__Records provided__:
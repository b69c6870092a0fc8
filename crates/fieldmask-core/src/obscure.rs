//! Partial obscuring of string values
//!
//! A string is cut into segments on `@`, space and `.`. Each segment keeps its
//! leading characters (and its last one when long enough) and the rest becomes
//! `*`. Delimiters are copied through untouched, so `john.doe@example.com`
//! still reads like an email address after masking.

use lazy_static::lazy_static;
use regex::Regex;
use serde_json::Value;

const MASK_CHAR: char = '*';

lazy_static! {
    // Single source for both the segment split and the skeleton split.
    static ref DELIMITERS: Regex = Regex::new(r"[@ .]").unwrap();
}

/// Obscure a value destined for a masked field
///
/// Only non-empty strings are transformed. Numbers, booleans, null, arrays and
/// objects come back as they are.
pub fn obscure(value: &Value) -> Value {
    match value {
        Value::String(text) if !text.is_empty() => Value::String(obscure_str(text)),
        other => other.clone(),
    }
}

/// Obscure every segment of `text`, keeping delimiters in place
pub fn obscure_str(text: &str) -> String {
    let mut obscured = DELIMITERS.split(text).map(obscure_segment);

    let mut out = String::with_capacity(text.len());
    for part in split_keeping_delimiters(text) {
        if is_delimiter(part) {
            out.push_str(part);
        } else {
            match obscured.next() {
                Some(segment) => out.push_str(&segment),
                None => out.push_str(part),
            }
        }
    }
    out
}

/// Apply the length rule to a single segment
///
/// Lengths count chars, not bytes.
/// - up to 2: unchanged
/// - 3 or 4: first two kept, rest masked
/// - 5 and up: first two and last one kept, middle masked
pub fn obscure_segment(segment: &str) -> String {
    let len = segment.chars().count();
    if len <= 2 {
        return segment.to_string();
    }

    let head: String = segment.chars().take(2).collect();
    if len <= 4 {
        return format!("{}{}", head, mask_run(len - 2));
    }

    // len > 4 guarantees a last char
    let tail = segment.chars().next_back().unwrap_or_default();
    format!("{}{}{}", head, mask_run(len - 3), tail)
}

fn mask_run(len: usize) -> String {
    std::iter::repeat_n(MASK_CHAR, len).collect()
}

fn is_delimiter(part: &str) -> bool {
    DELIMITERS
        .find(part)
        .is_some_and(|found| found.as_str() == part)
}

/// Split on delimiters, keeping each delimiter as its own element
fn split_keeping_delimiters(text: &str) -> Vec<&str> {
    let mut parts = Vec::new();
    let mut last = 0;

    for found in DELIMITERS.find_iter(text) {
        parts.push(&text[last..found.start()]);
        parts.push(found.as_str());
        last = found.end();
    }
    parts.push(&text[last..]);

    parts
}
//! Autonomous maintenance engine.
//!
//! Each tick detects problems (log errors, latency regressions, integrity
//! violations), records them as findings, turns findings and directives into
//! tasks, executes a bounded batch of tasks (direct data fixes or reviewable
//! change plans) and writes a rolling report. All state lives in SQLite, so
//! ticks are stateless and may overlap.

pub mod autofix;
pub mod db;
pub mod detectors;
pub mod error;
pub mod executor;
mod migrations;
pub mod notification;
pub mod proposer;
pub mod report;
pub mod scheduler;
pub mod server;
pub mod sources;
pub mod state;
pub mod target;
pub mod trigger;
pub mod types;
pub mod util;
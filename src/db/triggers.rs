use chrono::{DateTime, Utc};
use rusqlite::{params, OptionalExtension};
use uuid::Uuid;

use super::*;
use crate::types::TriggerSource;
use crate::util::{parse_ts, ts};

impl AgentDb {
    // =========================================================================
    // Trigger log
    // =========================================================================

    /// Record the start of an accepted invocation.
    pub fn begin_trigger(&self, source: TriggerSource, now: &str) -> Result<String, DbError> {
        let id = format!("trg-{}", Uuid::new_v4());
        self.conn.execute(
            "INSERT INTO trigger_log (id, source, started_at) VALUES (?1, ?2, ?3)",
            params![id, source, now],
        )?;
        Ok(id)
    }

    /// Admit a manual trigger unless one was accepted less than
    /// `min_interval_secs` ago. Check and record happen in one transaction,
    /// so two racing manual triggers cannot both get through.
    pub fn admit_manual_trigger(&self, now: DateTime<Utc>, min_interval_secs: u64) -> Result<Admission, DbError> {
        self.with_transaction(|db| {
            let last: Option<String> = db
                .conn
                .query_row(
                    "SELECT MAX(started_at) FROM trigger_log WHERE source = 'manual'",
                    [],
                    |row| row.get::<_, Option<String>>(0),
                )
                .optional()?
                .flatten();

            if let Some(last) = last.as_deref().and_then(parse_ts) {
                let elapsed = (now - last).num_seconds().max(0) as u64;
                if elapsed < min_interval_secs {
                    return Ok(Admission::RateLimited {
                        retry_after_secs: min_interval_secs - elapsed,
                    });
                }
            }

            let id = db.begin_trigger(TriggerSource::Manual, &ts(now))?;
            Ok(Admission::Admitted(id))
        })
    }

    pub fn finish_trigger(&self, id: &str, finished_at: &str, response_json: &str) -> Result<(), DbError> {
        self.conn.execute(
            "UPDATE trigger_log SET finished_at = ?2, response_json = ?3 WHERE id = ?1",
            params![id, finished_at, response_json],
        )?;
        Ok(())
    }
}

#[cfg(test)]
mod tests {
    use chrono::TimeZone;

    use super::test_utils::test_db;
    use super::*;

    fn at(secs: i64) -> DateTime<Utc> {
        Utc.with_ymd_and_hms(2026, 3, 1, 12, 0, 0).unwrap() + chrono::Duration::seconds(secs)
    }

    #[test]
    fn test_manual_rate_limit() {
        let db = test_db();
        let first = db.admit_manual_trigger(at(0), 60).unwrap();
        assert!(matches!(first, Admission::Admitted(_)));

        let second = db.admit_manual_trigger(at(20), 60).unwrap();
        assert_eq!(second, Admission::RateLimited { retry_after_secs: 40 });
        assert_eq!(db.count_where("trigger_log", "source = ?1", "manual").unwrap(), 1);

        let third = db.admit_manual_trigger(at(60), 60).unwrap();
        assert!(matches!(third, Admission::Admitted(_)));
    }

    #[test]
    fn test_scheduled_triggers_do_not_count_against_manual_limit() {
        let db = test_db();
        db.begin_trigger(TriggerSource::Scheduled, &ts(at(0))).unwrap();
        assert!(matches!(
            db.admit_manual_trigger(at(1), 60).unwrap(),
            Admission::Admitted(_)
        ));
    }

    #[test]
    fn test_finish_trigger_records_response() {
        let db = test_db();
        let id = db.begin_trigger(TriggerSource::Scheduled, "t0").unwrap();
        db.finish_trigger(&id, "t1", r#"{"tasksProcessed":0}"#).unwrap();
        let (finished, response): (String, String) = db
            .conn_ref()
            .query_row(
                "SELECT finished_at, response_json FROM trigger_log WHERE id = ?1",
                params![id],
                |row| Ok((row.get(0)?, row.get(1)?)),
            )
            .unwrap();
        assert_eq!(finished, "t1");
        assert!(response.contains("tasksProcessed"));
    }
}
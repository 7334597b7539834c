use rusqlite::{params, OptionalExtension, Row};

use super::*;
use crate::types::{ChangePlan, FileChange};

fn plan_from_row(row: &Row<'_>) -> rusqlite::Result<(String, String, String, String, i64)> {
    Ok((row.get(0)?, row.get(1)?, row.get(2)?, row.get(3)?, row.get(4)?))
}

fn hydrate(raw: (String, String, String, String, i64)) -> Result<ChangePlan, DbError> {
    let (task_id, files_json, testing_notes, created_at, applied) = raw;
    let files: Vec<FileChange> = serde_json::from_str(&files_json)?;
    Ok(ChangePlan::from_row(task_id, files, testing_notes, created_at, applied != 0))
}

impl AgentDb {
    // =========================================================================
    // Change plans
    // =========================================================================

    /// Persist a plan for its task. `applied` is always written as 0; a plan
    /// that has already been applied downstream is left untouched.
    pub fn save_change_plan(&self, plan: &ChangePlan) -> Result<(), DbError> {
        let files_json = serde_json::to_string(&plan.files)?;
        self.conn.execute(
            "INSERT INTO change_plans (task_id, files_json, testing_notes, applied, created_at)
             VALUES (?1, ?2, ?3, 0, ?4)
             ON CONFLICT(task_id) DO UPDATE SET
                 files_json = excluded.files_json,
                 testing_notes = excluded.testing_notes,
                 created_at = excluded.created_at
             WHERE change_plans.applied = 0",
            params![plan.task_id, files_json, plan.testing_notes, plan.created_at],
        )?;
        Ok(())
    }

    pub fn get_change_plan(&self, task_id: &str) -> Result<Option<ChangePlan>, DbError> {
        let raw = self
            .conn
            .query_row(
                "SELECT task_id, files_json, testing_notes, created_at, applied
                 FROM change_plans WHERE task_id = ?1",
                params![task_id],
                plan_from_row,
            )
            .optional()?;
        raw.map(hydrate).transpose()
    }

    /// Unapplied plans created at or after `since`, oldest first.
    pub fn plans_awaiting_review(&self, since: &str) -> Result<Vec<ChangePlan>, DbError> {
        let mut stmt = self.conn.prepare(
            "SELECT task_id, files_json, testing_notes, created_at, applied
             FROM change_plans
             WHERE applied = 0 AND created_at >= ?1
             ORDER BY created_at, task_id",
        )?;
        let rows = stmt.query_map(params![since], plan_from_row)?;
        let mut plans = Vec::new();
        for row in rows {
            plans.push(hydrate(row?)?);
        }
        Ok(plans)
    }
}
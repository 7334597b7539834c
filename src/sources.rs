//! Read-side collaborators: log and metrics streams, endpoint probes and the
//! priority directive list.
//!
//! Detectors only see these traits, so tests substitute in-memory fakes.

use std::path::{Path, PathBuf};
use std::time::Duration;

use chrono::{DateTime, Utc};
use serde::de::DeserializeOwned;
use serde::Deserialize;

use crate::error::DetectorError;
use crate::types::PriorityDirective;

// =============================================================================
// Records
// =============================================================================

/// One entry of the application's error/log stream.
#[derive(Debug, Clone, Deserialize)]
pub struct LogRecord {
    pub timestamp: DateTime<Utc>,
    pub level: String,
    pub message: String,
    #[serde(default)]
    pub location: Option<String>,
}

/// One latency observation.
#[derive(Debug, Clone, Deserialize)]
#[serde(rename_all = "camelCase")]
pub struct MetricSample {
    pub timestamp: DateTime<Utc>,
    pub operation: String,
    pub duration_ms: f64,
}

// =============================================================================
// Traits
// =============================================================================

#[async_trait::async_trait]
pub trait LogSource: Send + Sync {
    /// Records with `timestamp >= since`.
    async fn read_since(&self, since: DateTime<Utc>) -> Result<Vec<LogRecord>, DetectorError>;
}

#[async_trait::async_trait]
pub trait MetricsSource: Send + Sync {
    /// Samples with `timestamp >= since`.
    async fn samples_since(&self, since: DateTime<Utc>) -> Result<Vec<MetricSample>, DetectorError>;
}

#[async_trait::async_trait]
pub trait EndpointProbe: Send + Sync {
    /// HTTP status the endpoint answered with. `Err` when it did not answer.
    async fn status(&self, url: &str, timeout: Duration) -> Result<u16, String>;
}

/// Externally maintained priority goals.
pub trait DirectiveSource: Send + Sync {
    fn load(&self) -> Result<Vec<PriorityDirective>, String>;
}

// =============================================================================
// JSON-lines files
// =============================================================================

/// Parse newline-delimited JSON, skipping blank and malformed lines.
/// Returns the parsed values and the number of lines skipped as malformed.
fn parse_jsonl<T: DeserializeOwned>(content: &str) -> (Vec<T>, usize) {
    let mut values = Vec::new();
    let mut skipped = 0;
    for line in content.lines() {
        let line = line.trim();
        if line.is_empty() {
            continue;
        }
        match serde_json::from_str(line) {
            Ok(v) => values.push(v),
            Err(_) => skipped += 1,
        }
    }
    (values, skipped)
}

async fn read_stream(path: &Path) -> Result<String, DetectorError> {
    tokio::fs::read_to_string(path)
        .await
        .map_err(|e| DetectorError::Source(format!("{}: {}", path.display(), e)))
}

pub struct JsonlLogSource {
    path: PathBuf,
}

impl JsonlLogSource {
    pub fn new(path: impl Into<PathBuf>) -> Self {
        Self { path: path.into() }
    }
}

#[async_trait::async_trait]
impl LogSource for JsonlLogSource {
    async fn read_since(&self, since: DateTime<Utc>) -> Result<Vec<LogRecord>, DetectorError> {
        let content = read_stream(&self.path).await?;
        let (records, skipped): (Vec<LogRecord>, usize) = parse_jsonl(&content);
        if skipped > 0 {
            log::warn!(
                "LogSource: skipped {} malformed lines in {}",
                skipped,
                self.path.display()
            );
        }
        Ok(records.into_iter().filter(|r| r.timestamp >= since).collect())
    }
}

pub struct JsonlMetricsSource {
    path: PathBuf,
}

impl JsonlMetricsSource {
    pub fn new(path: impl Into<PathBuf>) -> Self {
        Self { path: path.into() }
    }
}

#[async_trait::async_trait]
impl MetricsSource for JsonlMetricsSource {
    async fn samples_since(&self, since: DateTime<Utc>) -> Result<Vec<MetricSample>, DetectorError> {
        let content = read_stream(&self.path).await?;
        let (samples, skipped): (Vec<MetricSample>, usize) = parse_jsonl(&content);
        if skipped > 0 {
            log::warn!(
                "MetricsSource: skipped {} malformed lines in {}",
                skipped,
                self.path.display()
            );
        }
        Ok(samples.into_iter().filter(|s| s.timestamp >= since).collect())
    }
}

// =============================================================================
// HTTP probe
// =============================================================================

pub struct HttpProbe {
    client: reqwest::Client,
}

impl HttpProbe {
    pub fn new() -> Self {
        Self {
            client: reqwest::Client::new(),
        }
    }
}

impl Default for HttpProbe {
    fn default() -> Self {
        Self::new()
    }
}

#[async_trait::async_trait]
impl EndpointProbe for HttpProbe {
    async fn status(&self, url: &str, timeout: Duration) -> Result<u16, String> {
        let resp = self
            .client
            .get(url)
            .timeout(timeout)
            .send()
            .await
            .map_err(|e| e.to_string())?;
        Ok(resp.status().as_u16())
    }
}

// =============================================================================
// Directives
// =============================================================================

/// JSON array of directives in a file. A missing file means no directives.
pub struct JsonFileDirectives {
    path: PathBuf,
}

impl JsonFileDirectives {
    pub fn new(path: impl Into<PathBuf>) -> Self {
        Self { path: path.into() }
    }
}

impl DirectiveSource for JsonFileDirectives {
    fn load(&self) -> Result<Vec<PriorityDirective>, String> {
        let content = match std::fs::read_to_string(&self.path) {
            Ok(c) => c,
            Err(e) if e.kind() == std::io::ErrorKind::NotFound => return Ok(Vec::new()),
            Err(e) => return Err(format!("Failed to read {}: {}", self.path.display(), e)),
        };
        serde_json::from_str(&content)
            .map_err(|e| format!("Failed to parse {}: {}", self.path.display(), e))
    }
}

#[cfg(test)]
mod tests {
    use chrono::TimeZone;

    use super::*;

    #[tokio::test]
    async fn test_jsonl_log_source_filters_and_skips_garbage() {
        let dir = tempfile::tempdir().unwrap();
        let path = dir.path().join("errors.jsonl");
        std::fs::write(
            &path,
            concat!(
                r#"{"timestamp":"2026-03-01T10:00:00Z","level":"error","message":"old"}"#,
                "\n",
                "not json\n",
                "\n",
                r#"{"timestamp":"2026-03-01T11:30:00Z","level":"error","message":"new","location":"src/a.rs:3"}"#,
                "\n",
            ),
        )
        .unwrap();

        let source = JsonlLogSource::new(&path);
        let since = Utc.with_ymd_and_hms(2026, 3, 1, 11, 0, 0).unwrap();
        let records = source.read_since(since).await.unwrap();
        assert_eq!(records.len(), 1);
        assert_eq!(records[0].message, "new");
        assert_eq!(records[0].location.as_deref(), Some("src/a.rs:3"));
    }

    #[tokio::test]
    async fn test_missing_stream_is_source_error() {
        let source = JsonlMetricsSource::new("/nonexistent/metrics.jsonl");
        let err = source.samples_since(Utc::now()).await.unwrap_err();
        assert_eq!(err.kind(), "source");
    }

    #[test]
    fn test_directive_file() {
        let dir = tempfile::tempdir().unwrap();
        let path = dir.path().join("directives.json");
        assert!(JsonFileDirectives::new(&path).load().unwrap().is_empty());

        std::fs::write(
            &path,
            r#"[{"key":"q3-latency","title":"Cut search latency","priority":2,
                 "scheduledFor":"2026-04-01T00:00:00Z"}]"#,
        )
        .unwrap();
        let directives = JsonFileDirectives::new(&path).load().unwrap();
        assert_eq!(directives.len(), 1);
        assert_eq!(directives[0].key, "q3-latency");
        assert!(directives[0].scheduled_for.is_some());
        assert!(directives[0].location.is_none());
    }
}
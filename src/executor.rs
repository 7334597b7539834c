//! Task selector and executor.
//!
//! Each tick takes up to `executor.batchSize` eligible tasks in priority
//! order and runs them one at a time:
//! - auto_fix: apply the integrity check's corrective action to the target store
//! - proposal: draft a change plan and store it for review
//!
//! The conditional claim in `db/tasks.rs` is the only concurrency control. A
//! task this invocation fails to claim belongs to someone else and is skipped.

use std::time::{Duration, Instant};

use chrono::{DateTime, Utc};
use serde::Serialize;

use crate::autofix::apply_fix;
use crate::db::{AgentDb, DbError};
use crate::detectors::integrity::check_name;
use crate::error::ExecutionError;
use crate::proposer::ProposalRequest;
use crate::state::AgentState;
use crate::types::{Task, TaskKind};
use crate::util::{tick_clock, ts};

/// What one execution phase did.
#[derive(Debug, Clone, Default, Serialize)]
#[serde(rename_all = "camelCase")]
pub struct BatchSummary {
    /// Tasks this invocation claimed and ran to a terminal state.
    pub processed: usize,
    pub completed: usize,
    pub failed: usize,
    /// Selected but claimed by an overlapping invocation first.
    pub skipped: usize,
    /// Stale tasks failed because their reclaim would exhaust their attempts.
    pub abandoned: usize,
    pub errors: Vec<String>,
}

/// Claim and run one batch of eligible tasks.
///
/// Only store failures outside a task's own execution are returned as
/// errors. A failing task is recorded on the task and in `errors`.
pub fn execute_batch(
    state: &AgentState,
    db: &AgentDb,
    now: DateTime<Utc>,
    started: Instant,
) -> Result<BatchSummary, DbError> {
    let config = &state.config.executor;
    let budget = Duration::from_secs(config.budget_secs);
    let mut summary = BatchSummary::default();

    let clock = tick_clock(now, started);
    let stale_cutoff = ts(clock - chrono::Duration::seconds(config.stale_after_secs));

    let abandoned = db.sweep_abandoned_tasks(&stale_cutoff, config.max_attempts, &ts(clock))?;
    for id in &abandoned {
        log::warn!("Executor: task {} abandoned after its last attempt", id);
    }
    summary.abandoned = abandoned.len();

    let candidates = db.select_eligible_tasks(&ts(clock), &stale_cutoff, config.max_attempts, config.batch_size)?;
    log::info!("Executor: {} eligible tasks selected", candidates.len());

    for task in candidates {
        if started.elapsed() >= budget {
            log::info!(
                "Executor: budget of {}s spent, leaving remaining tasks for the next tick",
                config.budget_secs
            );
            break;
        }

        let claimed_at = ts(tick_clock(now, started));
        if !db.claim_task(&task.id, &claimed_at, &stale_cutoff, config.max_attempts)? {
            log::info!("Executor: task {} already claimed elsewhere, skipping", task.id);
            summary.skipped += 1;
            continue;
        }
        log::info!("Executor: claimed {} task {} ({})", task.kind, task.id, task.title);
        summary.processed += 1;

        let outcome = execute_task(state, db, &task, &claimed_at);
        let finished_at = ts(tick_clock(now, started));
        match outcome {
            Ok(result) => {
                db.complete_task(&task.id, &result, &finished_at)?;
                log::info!("Executor: task {} completed: {}", task.id, result);
                summary.completed += 1;
            }
            Err(e) => {
                let permanent = !e.is_retryable();
                let attempts = db.fail_task(&task.id, &e.to_string(), permanent, config.max_attempts, &finished_at)?;
                log::warn!(
                    "Executor: task {} failed (attempt {}/{}{}): {}",
                    task.id,
                    attempts.unwrap_or(0),
                    config.max_attempts,
                    if permanent { ", permanent" } else { "" },
                    e
                );
                summary.failed += 1;
                summary.errors.push(format!("task {}: {}", task.id, e));
            }
        }
    }

    Ok(summary)
}

/// Run a claimed task. Returns the result text stored on the task.
fn execute_task(state: &AgentState, db: &AgentDb, task: &Task, now: &str) -> Result<String, ExecutionError> {
    match task.kind {
        TaskKind::AutoFix => execute_auto_fix(state, db, task, now),
        TaskKind::Proposal => execute_proposal(state, db, task, now),
    }
}

fn execute_auto_fix(state: &AgentState, db: &AgentDb, task: &Task, now: &str) -> Result<String, ExecutionError> {
    let finding_id = task
        .finding_id
        .as_deref()
        .ok_or_else(|| ExecutionError::NoCorrectiveAction(task.title.clone()))?;
    let finding = db
        .get_finding(finding_id)?
        .ok_or_else(|| ExecutionError::MissingFinding(finding_id.to_string()))?;
    let name = check_name(&finding.detection_method)
        .ok_or_else(|| ExecutionError::UnknownCheck(finding.detection_method.clone()))?;

    let Some(check) = state.config.integrity.check(name) else {
        if state.config.integrity.endpoint(name).is_some() {
            return Err(ExecutionError::NoCorrectiveAction(format!("endpoint {}", name)));
        }
        return Err(ExecutionError::UnknownCheck(name.to_string()));
    };
    let target = state.target.as_ref().ok_or(ExecutionError::NoTarget)?;

    let outcome = {
        let target = target.lock();
        apply_fix(db, &target, check, Some(&task.id), now)?
    };

    if outcome.after_count > 0 {
        log::warn!(
            "Executor: {} still has {} violating rows after fix {}",
            check.name,
            outcome.after_count,
            outcome.journal_id
        );
        return Err(ExecutionError::Incomplete {
            check: outcome.check_name,
            table: outcome.table,
            before: outcome.before_count,
            after: outcome.after_count,
        });
    }
    db.mark_finding_resolved(&finding.id, now)?;
    Ok(outcome.summary())
}

fn execute_proposal(state: &AgentState, db: &AgentDb, task: &Task, now: &str) -> Result<String, ExecutionError> {
    let request = match task.finding_id.as_deref() {
        Some(finding_id) => {
            let finding = db
                .get_finding(finding_id)?
                .ok_or_else(|| ExecutionError::MissingFinding(finding_id.to_string()))?;
            ProposalRequest::from_finding(&finding, task)
        }
        None => ProposalRequest::from_task(task),
    };

    let plan = state.proposer.propose(&task.id, &request, now)?;
    db.save_change_plan(&plan)?;

    let risk = plan
        .highest_risk()
        .map(|r| r.to_string())
        .unwrap_or_else(|| "none".to_string());
    Ok(format!(
        "Proposed {} file changes (highest risk {}); awaiting review",
        plan.files.len(),
        risk
    ))
}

__What to do__: Within the listing above, extract exactly the lines from the line with "out.push_str(part);" to the line with "kept, rest masked", the two named lines included, and no others.

__Answer section__:
            out.push_str(part);
        } else {
            match obscured.next() {
                Some(segment) => out.push_str(&segment),
                None => out.push_str(part),
            }
        }
    }
    out
}

/// Apply the length rule to a single segment
///
/// Lengths count chars, not bytes.
/// - up to 2: unchanged
/// - 3 or 4: first two kept, rest masked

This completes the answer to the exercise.